### Instructions to follow:
Filter the entries, keeping every line with the string "module".

### Input material:
-- Opening Marker --

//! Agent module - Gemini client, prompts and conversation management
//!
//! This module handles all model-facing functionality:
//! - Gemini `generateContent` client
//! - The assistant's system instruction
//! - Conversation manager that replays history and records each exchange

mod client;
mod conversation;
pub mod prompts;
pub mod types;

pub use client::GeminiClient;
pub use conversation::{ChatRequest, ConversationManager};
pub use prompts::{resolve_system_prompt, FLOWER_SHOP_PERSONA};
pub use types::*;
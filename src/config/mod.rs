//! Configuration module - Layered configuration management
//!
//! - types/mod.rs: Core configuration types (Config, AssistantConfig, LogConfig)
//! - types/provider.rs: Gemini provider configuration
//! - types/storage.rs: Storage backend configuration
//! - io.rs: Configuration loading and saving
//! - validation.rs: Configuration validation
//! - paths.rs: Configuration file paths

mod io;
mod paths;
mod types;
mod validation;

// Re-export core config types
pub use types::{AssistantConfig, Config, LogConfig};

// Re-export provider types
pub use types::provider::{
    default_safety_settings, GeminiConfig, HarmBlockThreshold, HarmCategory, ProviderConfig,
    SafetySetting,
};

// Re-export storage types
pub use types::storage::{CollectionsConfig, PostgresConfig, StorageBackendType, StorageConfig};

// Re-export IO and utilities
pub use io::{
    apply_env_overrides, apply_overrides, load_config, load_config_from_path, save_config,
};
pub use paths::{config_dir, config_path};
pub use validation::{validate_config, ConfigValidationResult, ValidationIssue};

-- Closing Marker --

### Output of the task:
//! Agent module - Gemini client, prompts and conversation management
//! This module handles all model-facing functionality:
//! Configuration module - Layered configuration management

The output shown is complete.